Caseworkers in the Maine Department of Health and Human Services have told the Press Herald they feel overwhelmed by the number of cases that they have to manage. The budget amendments, if approved by the Legislature, would add 33 caseworkers, six caseworker supervisors and four caseworker aides. It would also add 13 intake workers and six background check staff to DHHS. That’s on top of 16 caseworkers approved by the Legislature in 2018. In all, that represents about a 20 percent increase in caseworker staff.


Jackie Farwell, DHHS spokeswoman, said the caseworker boost is based on recommendations made by a consulting group.

Other budget amendments include: $5.5 million from the Fund for a Healthy Maine to tackle the state’s opioid crisis, including funding for school and community-based prevention programs; $14 million to add 48 staff for mental health services for the Dorothea Dix Psychiatric Center’s new 18-bed facility in Bangor; $20 million in one-time revenue for the School Revolving Renovation Fund to fix aging schools; and $15 million in one-time revenue to pay federal debts resulting from the decertification of Riverview Psychiatric Center.

The LePage administration continued to use federal money to pay for Riverview’s operations from 2013 to 2018, despite being prohibiting from doing so because Riverview was not meeting federal standards for patient care. The state now has to pay back the federal government about $80 million.

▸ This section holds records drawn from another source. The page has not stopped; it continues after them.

use sqlx::{postgres::PgPoolOptions, PgPool};

use crate::config::DatabaseConfig;

pub async fn create_pool(config: &DatabaseConfig) -> Result<PgPool, sqlx::Error> {
  PgPoolOptions::new()
    .max_connections(config.max_connections)
    .connect(&config.url)
    .await
}

pub async fn run_migrations(pool: &PgPool) -> Result<(), sqlx::migrate::MigrateError> {
  sqlx::migrate!("./migrations").run(pool).await
}
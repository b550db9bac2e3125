use chrono::{DateTime, Utc};
use serde::{Deserialize, Serialize};
use sqlx::{FromRow, PgExecutor};
use validator::Validate;

#[derive(Debug, Clone, PartialEq, FromRow)]
pub struct User {
  pub id: i32,
  pub username: String,
  pub email: String,
  pub verified: bool,
  pub verified_at: Option<DateTime<Utc>>,
  pub created_at: Option<DateTime<Utc>>,
}

#[derive(Debug, Clone, Deserialize, Validate)]
pub struct SendVerificationRequest {
  #[validate(email(message = "email must be a valid email address"))]
  pub email: String,
  #[validate(length(min = 1, max = 64, message = "username must be between 1 and 64 characters"))]
  pub username: String,
}

#[derive(Debug, Clone, Deserialize)]
pub struct VerifyQuery {
  pub user: String,
}

#[derive(Debug, Clone, PartialEq, Deserialize, Serialize)]
pub struct IsVerifiedResponse {
  pub verified: bool,
  #[serde(default, skip_serializing_if = "Option::is_none")]
  pub error: Option<String>,
}

#[derive(Debug, Clone, PartialEq)]
pub enum VerificationOutcome {
  Verified(User),
  NotFound,
}

impl User {
  pub fn mark_verified(&mut self, at: DateTime<Utc>) {
    self.verified = true;
    self.verified_at = Some(at);
  }

  pub async fn create<'e, E>(executor: E, username: &str, email: &str) -> Result<User, sqlx::Error>
  where
    E: PgExecutor<'e>,
  {
    sqlx::query_as::<_, User>(
      r#"
        INSERT INTO users (username, email, verified)
        VALUES ($1, $2, FALSE)
        RETURNING id, username, email, verified, verified_at, created_at
      "#,
    )
    .bind(username)
    .bind(email)
    .fetch_one(executor)
    .await
  }

  pub async fn find_by_username<'e, E>(executor: E, username: &str) -> Result<Option<User>, sqlx::Error>
  where
    E: PgExecutor<'e>,
  {
    sqlx::query_as::<_, User>(
      r#"
        SELECT id, username, email, verified, verified_at, created_at
        FROM users
        WHERE username = $1
        ORDER BY id
        LIMIT 1
      "#,
    )
    .bind(username)
    .fetch_optional(executor)
    .await
  }

  pub async fn save<'e, E>(&self, executor: E) -> Result<(), sqlx::Error>
  where
    E: PgExecutor<'e>,
  {
    let result = sqlx::query(
      r#"
        UPDATE users
        SET email = $2, verified = $3, verified_at = $4
        WHERE id = $1
      "#,
    )
    .bind(self.id)
    .bind(&self.email)
    .bind(self.verified)
    .bind(self.verified_at)
    .execute(executor)
    .await?;

    if result.rows_affected() == 0 {
      return Err(sqlx::Error::RowNotFound);
    }

    Ok(())
  }
}
use tokio::signal;

use dotenvy::dotenv;

use modverify_api::app::create_app;
use modverify_api::config::AppConfig;
use modverify_api::db::pool::{create_pool, run_migrations};
use modverify_api::email::EmailService;
use modverify_api::state::SharedAppState;
use modverify_api::utils::init_tracing;

#[tokio::main]
async fn main() -> anyhow::Result<()> {
  dotenv().ok();

  init_tracing();

  let config = AppConfig::from_env()?;

  let pool = create_pool(&config.database).await?;

  run_migrations(&pool).await?;

  tracing::info!("Database migrations applied successfully");

  let email_service = EmailService::new(config.smtp.clone())?;
  let app_state = SharedAppState::new(pool.clone(), email_service, config.public_base_url.clone())?;
  let app = create_app(app_state);

  let addr = format!("0.0.0.0:{}", config.port);
  let listener = tokio::net::TcpListener::bind(&addr).await?;

  tracing::info!("Server running on http://{}", addr);

  axum::serve(listener, app)
    .with_graceful_shutdown(shutdown_signal())
    .await?;

  pool.close().await;
  tracing::info!("Server stopped");

  Ok(())
}

async fn shutdown_signal() {
  let ctrl_c = async {
    if let Err(e) = signal::ctrl_c().await {
      tracing::error!("Failed to install Ctrl+C handler: {}", e);
      std::future::pending::<()>().await;
    }
  };

  #[cfg(unix)]
  let terminate = async {
    match signal::unix::signal(signal::unix::SignalKind::terminate()) {
      Ok(mut stream) => {
        stream.recv().await;
      }
      Err(e) => {
        tracing::error!("Failed to install signal handler: {}", e);
        std::future::pending::<()>().await;
      }
    }
  };

  #[cfg(not(unix))]
  let terminate = std::future::pending::<()>();

  tokio::select! {
      _ = ctrl_c => {},
      _ = terminate => {},
  }

  tracing::info!("Received termination signal, shutting down gracefully...");
}
pub mod model;
pub mod repository;
pub mod rest;
pub mod service;
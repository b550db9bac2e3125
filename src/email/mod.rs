//! Outbound mail for verification links.
//!
//! `Mailer` is the seam the verification service depends on; `EmailService`
//! is the SMTP implementation built on lettre.

mod service;
mod types;

pub use service::{EmailService, Mailer};
pub use types::{DeliveryReceipt, EmailMessage, SmtpConfig};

The state recertified Riverview in February.

“This represents a needed down payment toward the safety of Maine children, an investment in our mental health system, and a fresh start for Riverview Psychiatric Center,” said Jeanne Lambrew, DHHS commissioner, in a statement. “Improving the health and well-being of Maine people must remain at the forefront throughout the budget process, and we appreciate the Legislature’s thoughtful consideration of this proposal.”

Jenna Mehnert, executive director of the National Alliance on Mental Illness Maine, said the new facility at Dorothea Dix will help expand the state’s mental health services capacity and should result in fewer mentally ill people spending time in jail.

“I am particularly supportive of having individuals with mental health issues who need to be assessed, to have them served outside of the jails,” Mehnert said.